Transit officials, state regulators and local environmentalists are at odds over one of the proposed actions though, placing more boulders on the beach to create a rock wall that the Orange County Transportation Authority said is needed for the long-term safety of trains on the coastal route.
Landslides and the shifting railroad bed beneath the tracks just north of Camp Pendleton have stopped passenger service for months at a time in recent years. OCTA officials said this week the area remains unstable and urgent action is needed to prevent further interruptions.
No start date has been set for the work, which will require a suspension of passenger service through San Clemente for up to four weeks, OCTA spokesman Joel Zlotnik said.
“The availability of labor and materials plays into the timing of this,” Zlotnik said in an email Thursday. “In addition to the riprap, there will be 240,000 cubic yards of sand placed in Areas 1 and 2 and the timing of that also depends upon availability and additional permitting, which we are working through to try and expedite.”
OCTA requested emergency permits for work in four areas, but so far the California Coastal Commission has only approved the work for Areas 1 and 2 on the beach side of the tracks north of Mariposa Point. Rock riprap in those areas will only be replaced within the existing footprint.
The proposal for Area 3 includes building a new catchment wall and removing the remaining parts of the Mariposa pedestrian bridge destroyed by a landslide last year on the landward side of the tracks. That work may not qualify as an emergency and instead should be part of a regular coastal permit requested earlier that could be on the agenda for approval in May, the Coastal Commission said.
Area 4 is farther south, at the foot of the Cyprus Shore community near San Clemente State Beach.
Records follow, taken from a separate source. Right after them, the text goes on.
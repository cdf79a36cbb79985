use std::path::Path;
use std::sync::Arc;
use std::sync::atomic::{AtomicBool, Ordering};

use rayon::prelude::*;
use tracing::{info, warn};

use crate::config::ScanConfig;
use crate::results::{ScanOutcome, ScanResults, SequenceInfo};
use crate::scanner::OrfScanner;
use crate::sequence::{LoadWarning, SequenceRecord, read_fasta_sequences};
use crate::types::OrfScanError;

/// High-level ORF scanning interface.
///
/// Loads sequences, scans them in parallel and returns results in input
/// order. A sequence that fails validation is reported as
/// [`ScanOutcome::Skipped`] without affecting the others.
///
/// # Examples
///
/// ## Basic usage
///
/// ```rust,no_run
/// use orfscan_core::{OrfAnalyzer, config::ScanConfig};
///
/// let analyzer = OrfAnalyzer::new(ScanConfig::default());
/// let results = analyzer.analyze_fasta_file("contigs.fasta")?;
///
/// for result in &results {
///     println!("{}: {} ORFs", result.sequence_info.id, result.orfs.len());
/// }
/// # Ok::<(), orfscan_core::types::OrfScanError>(())
/// ```
///
/// ## Cancelling a long run
///
/// ```rust,no_run
/// use std::sync::Arc;
/// use std::sync::atomic::{AtomicBool, Ordering};
/// use orfscan_core::{OrfAnalyzer, config::ScanConfig};
///
/// let cancel = Arc::new(AtomicBool::new(false));
/// let analyzer = OrfAnalyzer::new(ScanConfig::default()).with_cancellation(cancel.clone());
///
/// // From another thread:
/// cancel.store(true, Ordering::Relaxed);
/// # Ok::<(), orfscan_core::types::OrfScanError>(())
/// ```
#[derive(Debug, Clone)]
pub struct OrfAnalyzer {
    /// Configuration for scanning and reporting
    pub config: ScanConfig,
    cancel: Option<Arc<AtomicBool>>,
}

impl OrfAnalyzer {
    /// Creates a new analyzer with the specified configuration.
    ///
    /// ```rust
    /// use orfscan_core::{OrfAnalyzer, config::ScanConfig};
    ///
    /// let analyzer = OrfAnalyzer::new(ScanConfig::default());
    /// ```
    pub const fn new(config: ScanConfig) -> Self {
        Self {
            config,
            cancel: None,
        }
    }

    /// Checks `flag` before each sequence; once it is set the run stops with
    /// [`OrfScanError::Cancelled`].
    #[must_use]
    pub fn with_cancellation(mut self, flag: Arc<AtomicBool>) -> Self {
        self.cancel = Some(flag);
        self
    }

    /// Scans every sequence of a FASTA file.
    ///
    /// Loader warnings are attached to the result of the sequence they
    /// concern, in [`ScanResults::warnings`].
    ///
    /// # Errors
    ///
    /// Returns [`OrfScanError`] if:
    /// - The file cannot be read
    /// - The FASTA content is empty or malformed
    /// - The configuration is invalid
    /// - The run is cancelled
    pub fn analyze_fasta_file<P: AsRef<Path>>(
        &self,
        path: P,
    ) -> Result<Vec<ScanResults>, OrfScanError> {
        let loaded = read_fasta_sequences(path)?;
        let mut results = self.analyze_records(&loaded.records)?;

        for warning in loaded.warnings {
            let LoadWarning::DuplicateIdentifier { id } = &warning;
            if let Some(result) = results.iter_mut().find(|r| &r.sequence_info.id == id) {
                result.warnings.push(warning);
            }
        }
        Ok(results)
    }

    /// Scans a single sequence given as text.
    ///
    /// # Arguments
    ///
    /// * `sequence` - DNA sequence (A, T, G, C)
    /// * `id` - Optional identifier (defaults to "Sequence_1")
    ///
    /// # Errors
    ///
    /// Returns [`OrfScanError::Config`] for an invalid configuration. Invalid
    /// bases do not fail the call; they yield a skipped result.
    pub fn analyze_sequence(
        &self,
        sequence: &str,
        id: Option<String>,
    ) -> Result<ScanResults, OrfScanError> {
        let record = SequenceRecord::new(
            id.unwrap_or_else(|| "Sequence_1".to_string()),
            sequence.as_bytes(),
        );
        let scanner = OrfScanner::new(&self.config)?;
        scan_record(&scanner, &record)
    }

    /// Scans loaded records in parallel, preserving their order.
    ///
    /// # Errors
    ///
    /// Returns [`OrfScanError::Config`] for an invalid configuration or thread
    /// pool failure, and [`OrfScanError::Cancelled`] if cancellation was
    /// requested before every sequence was scanned.
    pub fn analyze_records(
        &self,
        records: &[SequenceRecord],
    ) -> Result<Vec<ScanResults>, OrfScanError> {
        let scanner = OrfScanner::new(&self.config)?;

        let scan_all = || {
            records
                .par_iter()
                .map(|record| {
                    if self.is_cancelled() {
                        return Err(OrfScanError::Cancelled);
                    }
                    scan_record(&scanner, record)
                })
                .collect::<Result<Vec<_>, _>>()
        };

        let results = match self.config.num_threads {
            Some(num_threads) => rayon::ThreadPoolBuilder::new()
                .num_threads(num_threads)
                .build()
                .map_err(|e| {
                    OrfScanError::Config(format!("Failed to configure thread pool: {}", e))
                })?
                .install(scan_all)?,
            None => scan_all()?,
        };

        let total_orfs: usize = results.iter().map(|r| r.orfs.len()).sum();
        let skipped = results.iter().filter(|r| r.outcome.is_skipped()).count();
        info!(
            sequences = results.len(),
            orfs = total_orfs,
            skipped,
            "scan complete"
        );

        Ok(results)
    }

    fn is_cancelled(&self) -> bool {
        self.cancel
            .as_ref()
            .is_some_and(|flag| flag.load(Ordering::Relaxed))
    }
}

fn scan_record(
    scanner: &OrfScanner<'_>,
    record: &SequenceRecord,
) -> Result<ScanResults, OrfScanError> {
    let mut sequence_info = SequenceInfo {
        id: record.id.clone(),
        length: record.len(),
        ..Default::default()
    };

    match scanner.scan(&record.sequence) {
        Ok(scan) => {
            sequence_info.motif_hits = scan.motif_hits;
            sequence_info.num_orfs = scan.orfs.len();
            Ok(ScanResults {
                orfs: scan.orfs,
                sequence_info,
                outcome: ScanOutcome::Completed,
                warnings: Vec::new(),
            })
        }
        Err(e) if e.is_validation() => {
            warn!(id = %record.id, error = %e, "skipping sequence");
            Ok(ScanResults {
                orfs: Vec::new(),
                sequence_info,
                outcome: ScanOutcome::Skipped {
                    reason: e.to_string(),
                },
                warnings: Vec::new(),
            })
        }
        Err(e) => Err(e),
    }
}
OCTA said sand replenishment and a new 1,200-foot revetment are needed there to halt beach erosion.
The Coastal Commission, in an April 10 letter to OCTA, said additional information is needed to show an emergency at Area 4. Instead, the commission said that project probably should go through the more lengthy process of obtaining a regular coastal development permit.
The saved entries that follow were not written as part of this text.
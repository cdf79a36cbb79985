use crate::constants::{DEFAULT_SCORE_THRESHOLD, MOTIF_MATRIX, MOTIF_WIDTH, NUCLEOTIDES};
use crate::types::{Nucleotide, OrfScanError};

/// Scores windows against a position-specific matrix and applies the hit threshold.
///
/// # Examples
///
/// ```rust
/// use orfscan_core::scoring::MotifScorer;
///
/// let scorer = MotifScorer::default();
/// assert_eq!(scorer.score(b"AAAACCCCCATGA")?, 8.5);
/// assert!(scorer.is_hit(b"AAAACCCCCATGA")?);
/// assert!(!scorer.is_hit(b"CCCCCCCCCATGC")?);
/// # Ok::<(), orfscan_core::types::OrfScanError>(())
/// ```
#[derive(Debug, Clone, Copy, PartialEq)]
pub struct MotifScorer {
    matrix: [[Option<f64>; MOTIF_WIDTH]; NUCLEOTIDES],
    threshold: f64,
}

impl Default for MotifScorer {
    fn default() -> Self {
        Self::new(DEFAULT_SCORE_THRESHOLD)
    }
}

impl MotifScorer {
    /// Scorer over the fixed motif matrix with the given hit threshold
    #[must_use]
    pub const fn new(threshold: f64) -> Self {
        Self {
            matrix: MOTIF_MATRIX,
            threshold,
        }
    }

    #[must_use]
    pub const fn threshold(&self) -> f64 {
        self.threshold
    }

    /// Number of positions a window must have
    #[must_use]
    pub const fn width(&self) -> usize {
        MOTIF_WIDTH
    }

    /// Sum of matrix weights for the bases of `window`; excluded cells add nothing.
    ///
    /// # Errors
    ///
    /// - [`OrfScanError::InvalidWindow`] if the window is not exactly 13 bases
    /// - [`OrfScanError::InvalidBase`] for any symbol other than `A`, `T`, `C`, `G`
    pub fn score(&self, window: &[u8]) -> Result<f64, OrfScanError> {
        if window.len() != MOTIF_WIDTH {
            return Err(OrfScanError::InvalidWindow {
                expected: MOTIF_WIDTH,
                actual: window.len(),
            });
        }

        let mut score = 0.0;
        for (position, &base) in window.iter().enumerate() {
            let nucleotide =
                Nucleotide::from_byte(base).ok_or(OrfScanError::InvalidBase {
                    base: char::from(base),
                    position,
                })?;
            if let Some(weight) = self.matrix[nucleotide.to_index()][position] {
                score += weight;
            }
        }
        Ok(score)
    }

    /// True when the window scores strictly above the threshold.
    ///
    /// # Errors
    ///
    /// Same as [`MotifScorer::score`].
    pub fn is_hit(&self, window: &[u8]) -> Result<bool, OrfScanError> {
        Ok(self.score(window)? > self.threshold)
    }
}

/// Score a window against the fixed motif matrix.
///
/// # Errors
///
/// Same as [`MotifScorer::score`].
pub fn score_motif(window: &[u8]) -> Result<f64, OrfScanError> {
    MotifScorer::default().score(window)
}

#[cfg(test)]
mod tests {
    use super::*;
    use crate::constants::TEST_MOTIF_HIT;

    fn approx_eq(a: f64, b: f64) -> bool {
        (a - b).abs() < 1e-9
    }

    #[test]
    fn test_maximum_score_window() {
        let score = score_motif(TEST_MOTIF_HIT.as_bytes()).unwrap();
        assert!(approx_eq(score, 8.5));
    }

    #[test]
    fn test_excluded_cells_contribute_nothing() {
        // A at 0..=9 and 12 score; G at 10 and A at 11 are excluded.
        let score = score_motif(b"AAAAAAAAAAGAA").unwrap();
        assert!(approx_eq(score, 4.5));
        assert!(!MotifScorer::default().is_hit(b"AAAAAAAAAAGAA").unwrap());
    }

    #[test]
    fn test_negative_free_window_scores_zero() {
        let score = score_motif(b"CCCCCCCCCCCCC").unwrap();
        assert!(approx_eq(score, 0.0));
    }

    #[test]
    fn test_score_invariant_across_excluded_bases() {
        // Position 10 is excluded for A, C and G; position 11 for A, T and C.
        let scores_at = |position: usize, bases: &[u8]| -> Vec<f64> {
            bases
                .iter()
                .map(|&b| {
                    let mut window = *b"AAAACCCCCATGA";
                    window[position] = b;
                    score_motif(&window).unwrap()
                })
                .collect()
        };

        let at_10 = scores_at(10, b"ACG");
        assert!(at_10.iter().all(|&s| approx_eq(s, at_10[0])));
        assert!(approx_eq(at_10[0], 6.5));

        let at_11 = scores_at(11, b"ATC");
        assert!(at_11.iter().all(|&s| approx_eq(s, at_11[0])));
        assert!(approx_eq(at_11[0], 6.5));
    }

    #[test]
    fn test_threshold_is_strict() {
        // 0.5 * 3 (positions 1..=3) + 6 (ATG) + 0.5 (A at 12) = 8.0
        let window = b"CAAACCCCCATGA";
        assert!(approx_eq(score_motif(window).unwrap(), 8.0));
        assert!(MotifScorer::new(7.99).is_hit(window).unwrap());
        assert!(!MotifScorer::new(8.0).is_hit(window).unwrap());
    }

    #[test]
    fn test_wrong_length_rejected() {
        let windows: [&[u8]; 4] = [b"", b"ATG", b"AAAACCCCCATG", b"AAAACCCCCATGAA"];
        for window in windows {
            match score_motif(window) {
                Err(OrfScanError::InvalidWindow { expected, actual }) => {
                    assert_eq!(expected, 13);
                    assert_eq!(actual, window.len());
                }
                other => panic!("Expected InvalidWindow, got {:?}", other),
            }
        }
    }

    #[test]
    fn test_invalid_base_rejected() {
        match score_motif(b"AAAACNCCCATGA") {
            Err(OrfScanError::InvalidBase { base, position }) => {
                assert_eq!(base, 'N');
                assert_eq!(position, 5);
            }
            other => panic!("Expected InvalidBase, got {:?}", other),
        }
        assert!(score_motif(b"aaaaccccccatg").is_err());
    }

    #[test]
    fn test_scorer_accessors() {
        let scorer = MotifScorer::new(6.5);
        assert_eq!(scorer.width(), 13);
        assert!(approx_eq(scorer.threshold(), 6.5));
    }
}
“If staff does concur that an emergency exists at some point in the future, it is critical that we have a clear proposal … and enough information to assess that the emergency action proposed is the minimum necessary to address the emergency,” said Karl Schwing, deputy director of the commission’s South Coast District, in the letter.
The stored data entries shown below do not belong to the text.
//! [`TransferMux`] — maps transfer identifiers to live receiver sessions.
//!
//! A channel may die halfway through a transfer.  The signaling layer tags
//! every channel with the [`TransferId`] it carries, and the mux uses that tag
//! to decide between two cases:
//!
//! - unknown id: spawn a fresh receiver session with its own sink
//! - known id: hand the channel to the existing session, which keeps its sink
//!   and `chunks_received`, and return the [`ResumeOffer`] the new sender
//!   starts from
//!
//! Sessions remove themselves from the map when their task ends (done,
//! cancelled).  The map sits behind one async mutex and is the only state
//! shared between sessions.  The lock is never held across a call into a
//! session.

use std::collections::HashMap;
use std::sync::Arc;

// ---

use tokio::sync::{mpsc, Mutex};

// ---

use peerfile_domain::{ByteSinkPtr, Channel, ReceiverEvent, Result, TransferId};

// ---

use super::{ReceiverConfig, ReceiverHandle, ReceiverTask, ResumeOffer};

// ---------------------------------------------------------------------------
// Attachment
// ---------------------------------------------------------------------------

/// Result of [`TransferMux::receive`].
pub struct Attachment {
    // ---
    pub handle: ReceiverHandle,

    /// What the sender on this channel must resume from.
    pub offer: ResumeOffer,

    /// Event stream of a newly created session.  `None` on reattach; the
    /// stream went to whoever received the first channel.
    pub events: Option<mpsc::UnboundedReceiver<ReceiverEvent>>,
}

// ---

impl Attachment {
    // ---
    pub fn is_new(&self) -> bool {
        self.events.is_some()
    }
}

// ---------------------------------------------------------------------------
// TransferMux
// ---------------------------------------------------------------------------

/// Cheap-clone registry of receiver sessions keyed by [`TransferId`].
#[derive(Clone)]
pub struct TransferMux {
    // ---
    sessions: Arc<Mutex<HashMap<TransferId, ReceiverHandle>>>,

    /// Applied to every session this mux creates.
    config: ReceiverConfig,
}

// ---

impl TransferMux {
    // ---
    pub fn new(config: ReceiverConfig) -> Self {
        // ---
        Self {
            sessions: Arc::new(Mutex::new(HashMap::new())),
            config,
        }
    }

    // ---

    /// Route an inbound channel tagged `transfer_id`.
    ///
    /// `make_sink` is only called when a new session is created.
    pub async fn receive<F>(&self, transfer_id: TransferId, channel: Channel, make_sink: F) -> Result<Attachment>
    where
        F: FnOnce() -> ByteSinkPtr,
    {
        // ---
        let mut sessions = self.sessions.lock().await;

        let existing = sessions.get(&transfer_id).cloned();
        if let Some(handle) = existing {
            // Unlocked across the attach; the session may be busy in its sink.
            drop(sessions);
            let offer = handle.attach(channel).await?;
            tracing::info!(
                %transfer_id,
                chunks = offer.chunks_received,
                "mux: channel reattached to existing session",
            );
            return Ok(Attachment {
                handle,
                offer,
                events: None,
            });
        }

        let (task, handle, events) =
            ReceiverTask::new(transfer_id.clone(), channel, make_sink(), self.config.clone());
        sessions.insert(transfer_id.clone(), handle.clone());
        tracing::info!(%transfer_id, sessions = sessions.len(), "mux: new receiver session");

        let map = Arc::clone(&self.sessions);
        let registered = handle.clone();
        let id = transfer_id.clone();
        tokio::spawn(async move {
            // ---
            let state = task.run().await;
            let mut sessions = map.lock().await;
            if sessions.get(&id).is_some_and(|h| h.same_session(&registered)) {
                sessions.remove(&id);
            }
            tracing::debug!(transfer_id = %id, ?state, remaining = sessions.len(), "mux: session removed");
        });

        Ok(Attachment {
            handle,
            offer: ResumeOffer::fresh(transfer_id),
            events: Some(events),
        })
    }

    // ---

    /// Offer for `transfer_id` before its next channel is attached.
    ///
    /// For a known session the current channel is dropped so the count
    /// cannot move until [`receive`](Self::receive) attaches the next one.
    /// Unknown ids get a fresh offer.
    pub async fn resume_offer(&self, transfer_id: &TransferId) -> ResumeOffer {
        // ---
        let handle = self.sessions.lock().await.get(transfer_id).cloned();
        match handle {
            Some(handle) => match handle.detach().await {
                Ok(offer) => offer,
                Err(e) => {
                    tracing::warn!(%transfer_id, "mux: detach failed, offering fresh start: {e}");
                    ResumeOffer::fresh(transfer_id.clone())
                }
            },
            None => ResumeOffer::fresh(transfer_id.clone()),
        }
    }

    // ---

    pub async fn get(&self, transfer_id: &TransferId) -> Option<ReceiverHandle> {
        self.sessions.lock().await.get(transfer_id).cloned()
    }

    pub async fn transfer_ids(&self) -> Vec<TransferId> {
        // ---
        let mut ids: Vec<_> = self.sessions.lock().await.keys().cloned().collect();
        ids.sort();
        ids
    }

    pub async fn len(&self) -> usize {
        self.sessions.lock().await.len()
    }

    pub async fn is_empty(&self) -> bool {
        self.sessions.lock().await.is_empty()
    }
}

// ---------------------------------------------------------------------------
// Tests
// ---------------------------------------------------------------------------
Rock revetments are opposed by environmentalists and the San Clemente group Save Our Beaches because the structures take up recreational space and accelerate beach erosion.
“We support the rehabilitation of any deteriorated rock revetments, if — and we cannot emphasize this enough — there is no increase in the footprint of rocks placed on the beach (including buried rock),” states an email from Save Our Beaches. “We strenuously oppose any expansion of the existing rock revetments.”
“Boulders break beaches!” the email states, adding that sand replenishment and retention should be priorities for stabilizing the beach.
OCTA’s response to the concerns was that the additional rock riprap will be used only “where absolutely necessary and designed to be functional, limited in scope, and potentially temporary.”
“By advancing this emergency work, we are helping to preserve a critical transportation link for Southern California, the region and beyond,” said OCTA Chair Doug Chaffee, also Orange County’s Fourth District supervisor, in a news release this week.
For years, the Coastal Commission generally has opposed rock riprap, revetments and other hard structures, such as seawalls, on the beach. It usually allows old ones to be repaired or replaced when necessary, and in some cases allows new ones to protect endangered structures, such as the railroad, from advancing erosion.
When hard structures are approved, the commission can attach a condition requiring their eventual removal. An example is the seawalls built below the railroad tracks in Del Mar that are to be removed after an alternate inland route is finished.
Also, when permits are issued, the commission often includes a mitigation requirement, such as improving public access to the beach or enhancing the native habitat.
In recent years, as advancing erosion threatens more coastal structures such as homes, parks, highways and the overall tourism economy, the commission has been more receptive to innovative ideas that could include the creative use of hardened coastal structures such as artificial reefs and headlands.
More than $313 million in state and federal grant funding has been secured for the San Clemente work. An additional $135 million included in the OCTA’s fiscal 2024-25 budget will enable completion of the projects, Zlotnik said.